So to keep a mia noi, you need money – you already have a wife, after all, and probably kids too – and now you’re keeping another woman on the side. That costs!
Generally speaking, the poor and the lower middle class won’t have a mia noi because they don’t have the finances to maintain one.
Keeping a mia noi seems most common amongst the wealthy and super wealthy, and also seems rather popular with older public servants in senior positions, if casual observations are anything to go by.
Senior public servants may flirt with younger members of their team / department / organisation. It will be no secret that he has a wife and family already. His unsubtle signaling that he is interested in her comes with the understanding that if she puts out, he will pay up. It might be a one-off or it might be that he is looking for something more permanent.
As an aside, this is one reason some young, pretty Thai graduates are reluctant to take a job in the public service. Once highly desirable jobs (due to the fact that government officials get a generous pension when they retire), younger Thai women may shirk such positions these days as they avoid dealing with old lecherous bosses hitting on them.
I used to be of the impression that a mia noi was like a job and that mia nois come from a poor and / or troubled background, like most prostitutes in Thailand do. But with mia nois that’s generally not the case at all. Mia nois come from all strata of society.
Some women who end up as a mia noi work in decent and sometimes very high paying jobs.
So how does someone with a high-paying job end up as a mia noi?
She may meet the married man through work, perhaps not at the company she works for but at one her company does business with. The business relationship becomes a personal relationship but as he is already married, it cannot be a typical relationship. It turns in to a mia noi arrangement. He wishes for her to be available to him sexually – and exclusively – but he cannot give her what she is looking for in return so the money, gifts and maintenance of her lifestyle he provides compensates her for that.

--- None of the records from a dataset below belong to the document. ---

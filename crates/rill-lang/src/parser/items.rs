use super::{
    advance, comma_list, current_span, expect_ident, expect_keyword, expect_symbol, expected,
    match_keyword, match_symbol, peek_keyword, peek_symbol,
};
use crate::lexer::{Keyword, Token, TokenKind};
use crate::parser::expr::{parse_block, parse_expr, parse_let_stmt};
use rill_core::ast::{
    AliasDecl, EnumDecl, FieldDecl, FunctionDecl, FunctionId, ImportDecl, ImportName, Item,
    ItemKind, Param, RecordDecl, TypeExpr, VariantDecl,
};
use std::rc::Rc;
use winnow::ModalResult;

pub fn parse_items(input: &mut &[Token]) -> ModalResult<Vec<Item>> {
    let mut items = Vec::new();
    while !input.is_empty() {
        if match_symbol(input, ";") {
            continue;
        }
        items.push(parse_item(input)?);
    }
    Ok(items)
}

pub fn parse_item(input: &mut &[Token]) -> ModalResult<Item> {
    let span = current_span(input);
    let exported = match_keyword(input, Keyword::Export);
    let Some(next) = input.first().map(|token| token.kind) else {
        return expected(input, "declaration");
    };
    let kind = match next {
        TokenKind::Keyword(Keyword::Import) if !exported => {
            advance(input);
            ItemKind::Import(parse_import(input)?)
        }
        TokenKind::Keyword(Keyword::Fn) => {
            advance(input);
            ItemKind::Function(parse_fn(input, false, span)?)
        }
        TokenKind::Keyword(Keyword::Async) if peek_keyword(&input[1..], Keyword::Fn) => {
            advance(input);
            advance(input);
            ItemKind::Function(parse_fn(input, true, span)?)
        }
        TokenKind::Keyword(Keyword::Record) => {
            advance(input);
            ItemKind::Record(parse_record(input)?)
        }
        TokenKind::Keyword(Keyword::Enum) => {
            advance(input);
            ItemKind::Enum(parse_enum(input)?)
        }
        TokenKind::Keyword(Keyword::Type) => {
            advance(input);
            ItemKind::Alias(parse_alias(input)?)
        }
        TokenKind::Keyword(Keyword::Let) => {
            advance(input);
            let stmt = parse_let_stmt(input)?;
            expect_symbol(input, ";")?;
            ItemKind::Let(stmt)
        }
        _ if exported => return expected(input, "declaration after `export`"),
        _ => {
            let expr = parse_expr(input)?;
            match_symbol(input, ";");
            ItemKind::Expr(expr)
        }
    };
    Ok(Item {
        kind,
        exported,
        span,
    })
}

fn parse_import(input: &mut &[Token]) -> ModalResult<ImportDecl> {
    expect_symbol(input, "{")?;
    let names = comma_list(input, "}", |input| {
        let (name, span) = expect_ident(input, "imported name")?;
        let alias = if match_keyword(input, Keyword::As) {
            Some(expect_ident(input, "alias")?.0)
        } else {
            None
        };
        Ok(ImportName { name, alias, span })
    })?;
    expect_keyword(input, Keyword::From, "`from`")?;
    let module = match input.first() {
        Some(Token {
            kind: TokenKind::StringLiteral,
            lexeme,
            ..
        }) => lexeme.clone(),
        _ => return expected(input, "module name string"),
    };
    advance(input);
    match_symbol(input, ";");
    Ok(ImportDecl { names, module })
}

fn parse_fn(
    input: &mut &[Token],
    is_async: bool,
    span: rill_core::span::Span,
) -> ModalResult<Rc<FunctionDecl>> {
    let (name, _) = expect_ident(input, "function name")?;
    expect_symbol(input, "(")?;
    let params = comma_list(input, ")", parse_param)?;
    let ret = if match_symbol(input, "->") {
        Some(parse_type(input)?)
    } else {
        None
    };
    let body = if match_symbol(input, "=") {
        let body = parse_expr(input)?;
        match_symbol(input, ";");
        body
    } else {
        parse_block(input)?
    };
    Ok(Rc::new(FunctionDecl {
        id: FunctionId::fresh(),
        name: Some(name),
        params,
        ret,
        body,
        is_async,
        span,
    }))
}

pub(crate) fn parse_param(input: &mut &[Token]) -> ModalResult<Param> {
    let (name, span) = expect_ident(input, "parameter name")?;
    let ty = if match_symbol(input, ":") {
        Some(parse_type(input)?)
    } else {
        None
    };
    Ok(Param { name, ty, span })
}

fn parse_record(input: &mut &[Token]) -> ModalResult<RecordDecl> {
    let (name, _) = expect_ident(input, "record name")?;
    expect_symbol(input, "{")?;
    let fields = comma_list(input, "}", |input| {
        let (name, span) = expect_ident(input, "field name")?;
        expect_symbol(input, ":")?;
        let ty = parse_type(input)?;
        Ok(FieldDecl { name, ty, span })
    })?;
    Ok(RecordDecl { name, fields })
}

fn parse_enum(input: &mut &[Token]) -> ModalResult<EnumDecl> {
    let (name, _) = expect_ident(input, "enum name")?;
    expect_symbol(input, "{")?;
    let variants = comma_list(input, "}", |input| {
        let (name, span) = expect_ident(input, "variant name")?;
        let payload = if match_symbol(input, "(") {
            comma_list(input, ")", parse_type)?
        } else {
            Vec::new()
        };
        Ok(VariantDecl {
            name,
            payload,
            span,
        })
    })?;
    Ok(EnumDecl { name, variants })
}

fn parse_alias(input: &mut &[Token]) -> ModalResult<AliasDecl> {
    let (name, _) = expect_ident(input, "type name")?;
    expect_symbol(input, "=")?;
    let ty = parse_type(input)?;
    let predicate = if match_keyword(input, Keyword::Where) {
        Some(parse_expr(input)?)
    } else {
        None
    };
    match_symbol(input, ";");
    Ok(AliasDecl {
        name,
        ty,
        predicate,
    })
}

pub fn parse_type(input: &mut &[Token]) -> ModalResult<TypeExpr> {
    let span = current_span(input);
    if match_symbol(input, "(") {
        if match_symbol(input, ")") {
            return Ok(TypeExpr::named("Void", span));
        }
        let first = parse_type(input)?;
        if match_symbol(input, ")") {
            return Ok(first);
        }
        expect_symbol(input, ",")?;
        let mut items = vec![first];
        items.extend(comma_list(input, ")", parse_type)?);
        return Ok(TypeExpr::Tuple(items, span));
    }
    if match_keyword(input, Keyword::Fn) {
        expect_symbol(input, "(")?;
        let params = comma_list(input, ")", parse_type)?;
        expect_symbol(input, "->")?;
        let ret = parse_type(input)?;
        return Ok(TypeExpr::Function {
            params,
            ret: Box::new(ret),
            span,
        });
    }
    let (name, span) = expect_ident(input, "type")?;
    let args = if peek_symbol(input, "<") {
        advance(input);
        comma_list(input, ">", parse_type)?
    } else {
        Vec::new()
    };
    Ok(TypeExpr::Named { name, args, span })
}
use crate::span::Span;
use serde::Serialize;
use std::fmt::{Display, Formatter};

#[derive(Debug, Clone, Copy, PartialEq, Eq, Serialize)]
pub enum DiagnosticLevel {
    Warning,
    Error,
}

/// Which phase produced a diagnostic; this decides the report prefix.
#[derive(Debug, Clone, Copy, PartialEq, Eq, Serialize)]
pub enum DiagnosticKind {
    Syntax,
    Type,
    Runtime,
    Warning,
}

#[derive(Debug, Clone, PartialEq, Serialize)]
pub struct Diagnostic {
    pub kind: DiagnosticKind,
    pub message: String,
    pub line: u32,
    pub column: u32,
    pub code: Option<String>,
    pub suggestions: Vec<String>,
}

impl Diagnostic {
    fn at(kind: DiagnosticKind, message: impl Into<String>, span: Span) -> Self {
        Self {
            kind,
            message: message.into(),
            line: span.line,
            column: span.column,
            code: None,
            suggestions: Vec::new(),
        }
    }

    pub fn syntax(message: impl Into<String>, span: Span) -> Self {
        Self::at(DiagnosticKind::Syntax, message, span)
    }

    pub fn type_error(message: impl Into<String>, span: Span) -> Self {
        Self::at(DiagnosticKind::Type, message, span)
    }

    pub fn runtime(message: impl Into<String>, line: u32) -> Self {
        Self {
            kind: DiagnosticKind::Runtime,
            message: message.into(),
            line,
            column: 0,
            code: None,
            suggestions: Vec::new(),
        }
    }

    pub fn warning(message: impl Into<String>, span: Span) -> Self {
        Self::at(DiagnosticKind::Warning, message, span)
    }

    pub fn with_code(mut self, code: impl Into<String>) -> Self {
        self.code = Some(code.into());
        self
    }

    pub fn with_suggestion(mut self, suggestion: impl Into<String>) -> Self {
        self.suggestions.push(suggestion.into());
        self
    }

    pub fn level(&self) -> DiagnosticLevel {
        match self.kind {
            DiagnosticKind::Warning => DiagnosticLevel::Warning,
            _ => DiagnosticLevel::Error,
        }
    }

    pub fn is_error(&self) -> bool {
        self.level() == DiagnosticLevel::Error
    }
}

impl Display for Diagnostic {
    fn fmt(&self, f: &mut Formatter<'_>) -> std::fmt::Result {
        match self.kind {
            DiagnosticKind::Syntax => write!(
                f,
                "Syntax Error (Line {}, Position {}): {}",
                self.line, self.column, self.message
            ),
            DiagnosticKind::Type => write!(
                f,
                "Type Error (Line {}, Position {}): {}",
                self.line, self.column, self.message
            ),
            DiagnosticKind::Runtime => {
                write!(f, "Runtime Error (Line {}): {}", self.line, self.message)
            }
            DiagnosticKind::Warning => write!(
                f,
                "Warning (Line {}, Position {}): {}",
                self.line, self.column, self.message
            ),
        }
    }
}

/// Ordered collection of diagnostics produced by a single pass.
#[derive(Debug, Clone, Default)]
pub struct DiagnosticBag {
    items: Vec<Diagnostic>,
}

impl DiagnosticBag {
    pub fn new() -> Self {
        Self::default()
    }

    pub fn push(&mut self, diagnostic: Diagnostic) {
        self.items.push(diagnostic);
    }

    pub fn extend(&mut self, diagnostics: impl IntoIterator<Item = Diagnostic>) {
        self.items.extend(diagnostics);
    }

    pub fn has_errors(&self) -> bool {
        self.items.iter().any(Diagnostic::is_error)
    }

    pub fn errors(&self) -> Vec<Diagnostic> {
        self.items.iter().filter(|d| d.is_error()).cloned().collect()
    }

    pub fn warnings(&self) -> Vec<Diagnostic> {
        self.items.iter().filter(|d| !d.is_error()).cloned().collect()
    }

    pub fn into_vec(self) -> Vec<Diagnostic> {
        self.items
    }
}

#[cfg(test)]
mod tests {
    use super::*;

    #[test]
    fn report_formats_are_exact() {
        let span = Span::new(0, 1, 3, 7);
        assert_eq!(
            Diagnostic::syntax("expected ')'", span).to_string(),
            "Syntax Error (Line 3, Position 7): expected ')'"
        );
        assert_eq!(
            Diagnostic::type_error("unknown field 'z'", span).to_string(),
            "Type Error (Line 3, Position 7): unknown field 'z'"
        );
        assert_eq!(
            Diagnostic::runtime("index 4 out of bounds", 9).to_string(),
            "Runtime Error (Line 9): index 4 out of bounds"
        );
        assert_eq!(
            Diagnostic::warning("unbounded stream", span).to_string(),
            "Warning (Line 3, Position 7): unbounded stream"
        );
    }
}
use pretty_assertions::assert_eq;
use rill_interpret::{
    Completion, Gateway, NullGateway, Pipeline, RunOutcome, ScriptedGateway, ServiceOp,
    ServiceRequest, Value,
};
use serde_json::json;
use std::collections::VecDeque;

fn echo_gateway() -> ScriptedGateway {
    ScriptedGateway::new().on(ServiceOp::Ask, |args| {
        let question = args.first().and_then(|q| q.as_str()).unwrap_or_default();
        Ok(json!(format!("echo {question}")))
    })
}

fn results(outcome: RunOutcome) -> Vec<Value> {
    assert!(outcome.is_ok(), "unexpected failure:\n{}", outcome.report());
    outcome.results
}

#[test]
fn futures_can_be_awaited_in_any_order() {
    let outcome = Pipeline::new().run(
        r#"
        async fn compute(x) = x * 2;
        let a = compute(1);
        let b = compute(2);
        [await b, await a]
        "#,
    );
    assert_eq!(results(outcome), vec![Value::list(vec![Value::Int(4), Value::Int(2)])]);
}

#[test]
fn async_blocks_interleave_at_await_points() {
    let outcome = Pipeline::new().run(
        r#"
        async fn step(name, n) { log(name, n); n }
        let left = async { let x = await step("left", 1); await step("left", x + 1) };
        let right = async { let y = await step("right", 10); await step("right", y + 1) };
        await all([left, right])
        "#,
    );
    assert!(outcome.is_ok(), "{}", outcome.report());
    assert_eq!(
        outcome.log,
        vec!["left 1", "right 10", "left 2", "right 11"]
    );
    assert_eq!(
        outcome.results,
        vec![Value::list(vec![Value::Int(2), Value::Int(11)])]
    );
}

#[test]
fn gateway_replies_resolve_service_futures() {
    let gateway = echo_gateway().reply_in_reverse();
    let journal = gateway.journal();
    let outcome = Pipeline::new().with_gateway(gateway).run(
        r#"
        async fn both() {
            let a = ask("first");
            let b = ask("second");
            [await a, await b]
        }
        await both()
        "#,
    );
    assert_eq!(
        results(outcome),
        vec![Value::list(vec![
            Value::ok(Value::string("echo first")),
            Value::ok(Value::string("echo second")),
        ])]
    );
    let journal = journal.borrow();
    assert_eq!(journal.len(), 2);
    assert_eq!(journal[0].op, ServiceOp::Ask);
    assert_eq!(journal[0].args, vec![json!("first")]);
    assert_eq!(journal[1].args, vec![json!("second")]);
}

#[test]
fn missing_provider_surfaces_as_err() {
    let outcome = Pipeline::new()
        .with_gateway(NullGateway::default())
        .run("await read_file(\"notes.txt\")\n");
    assert_eq!(
        results(outcome),
        vec![Value::err(Value::string("no service provider for 'read_file'"))]
    );
}

/// Provider whose answers are only ready on every other poll.
#[derive(Default)]
struct LateGateway {
    queue: VecDeque<ServiceRequest>,
    polls: usize,
    waits: usize,
}

impl Gateway for LateGateway {
    fn dispatch(&mut self, request: ServiceRequest) -> eyre::Result<()> {
        self.queue.push_back(request);
        Ok(())
    }

    fn poll(&mut self) -> eyre::Result<Option<Completion>> {
        self.polls += 1;
        if self.polls % 2 == 1 {
            return Ok(None);
        }
        Ok(self.queue.pop_front().map(|request| Completion {
            id: request.id,
            reply: Ok(json!("late")),
        }))
    }

    fn outstanding(&self) -> usize {
        self.queue.len()
    }

    fn wait(&mut self) -> eyre::Result<()> {
        self.waits += 1;
        eyre::ensure!(self.waits < 100, "gave up waiting");
        Ok(())
    }
}

#[test]
fn replies_that_arrive_later_still_resolve() {
    let outcome = Pipeline::new()
        .with_gateway(LateGateway::default())
        .run("let a = ask(\"q\");\nlet b = ask(\"r\");\n[await a, await b]\n");
    assert_eq!(
        results(outcome),
        vec![Value::list(vec![
            Value::ok(Value::string("late")),
            Value::ok(Value::string("late")),
        ])]
    );
}

#[test]
fn spawn_returns_before_the_task_body_runs() {
    let outcome = Pipeline::new().run(
        r#"
        async fn f() { log("a"); 1 }
        async fn g() { let x = f(); log("b"); await x }
        await g()
        "#,
    );
    assert!(outcome.is_ok(), "{}", outcome.report());
    assert_eq!(outcome.log, vec!["b", "a"]);
    assert_eq!(outcome.results, vec![Value::Int(1)]);
}

#[test]
fn withheld_reply_is_a_deadlock() {
    let gateway = ScriptedGateway::new().withhold(ServiceOp::Ask);
    let outcome = Pipeline::new()
        .with_gateway(gateway)
        .run("let answer = ask(\"q\");\nawait answer\n");
    assert_eq!(
        outcome.report(),
        "Runtime Error (Line 2): future can never resolve"
    );
}

#[test]
fn combinators_recover_and_chain() {
    let outcome = Pipeline::new().run(
        r#"
        await on_error(failed("boom"), |e| "recovered " + e)
        await then(resolved(2), |x| x * 10)
        await all([resolved(1), resolved(2), async { 3 }])
        future_state(resolved(1))
        await on_complete_future(failed("bad"), |r| match r {
            Ok(v) => v,
            Err(e) => "saw " + e,
            _ => "?"
        })
        await on_error(resolved(Err("soft")), |e| "handled " + e)
        "#,
    );
    assert_eq!(
        results(outcome),
        vec![
            Value::string("recovered boom"),
            Value::Int(20),
            Value::list(vec![Value::Int(1), Value::Int(2), Value::Int(3)]),
            Value::string("resolved"),
            Value::string("saw bad"),
            Value::string("handled soft"),
        ]
    );
}

#[test]
fn failed_future_at_top_level_is_reported() {
    let outcome = Pipeline::new().run("log(\"before\");\nawait failed(\"boom\")\n");
    assert_eq!(outcome.log, vec!["before"]);
    assert_eq!(outcome.report(), "Runtime Error (Line 2): boom");
}

#[test]
fn match_on_future_state() {
    let outcome = Pipeline::new().run(
        r#"
        let done = resolved(5);
        match done { Resolved(v) => v, Pending => 0, _ => -1 }
        "#,
    );
    assert_eq!(results(outcome), vec![Value::Int(5)]);
}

In addition to businesswomen, there are popular actresses, well-known singers, TV newsreaders, business owners and beauty pageant winners amongst those who are, or at some point have been, someone’s mia noi. Women doing very well for themselves and who certainly don’t need the money may become someone’s mia noi.
A mia noi arrangement is not just an affair. These women are being compensated, and not just with the odd romantic dinner, chocolates or flowers. There is money involved – and in some cases it’s big money.
And unlike some Western men in Thailand who have this habit Thai men find perplexing of turning a former sex worker in to a mia noi (more than a few long-term farang expats are keeping a Miss Bacarra or a Miss Billboard on the side away from their wife), this is not at all common with Thai men. A mia noi is more likely to be, say, a bank teller, than a former massage parlour employee.
I found it hard to get my head around the idea that many mia nois actually have money. They may have a career and be doing ok for themselves financially and some may even have a public profile or even celebrity status, yet they still become a mia noi.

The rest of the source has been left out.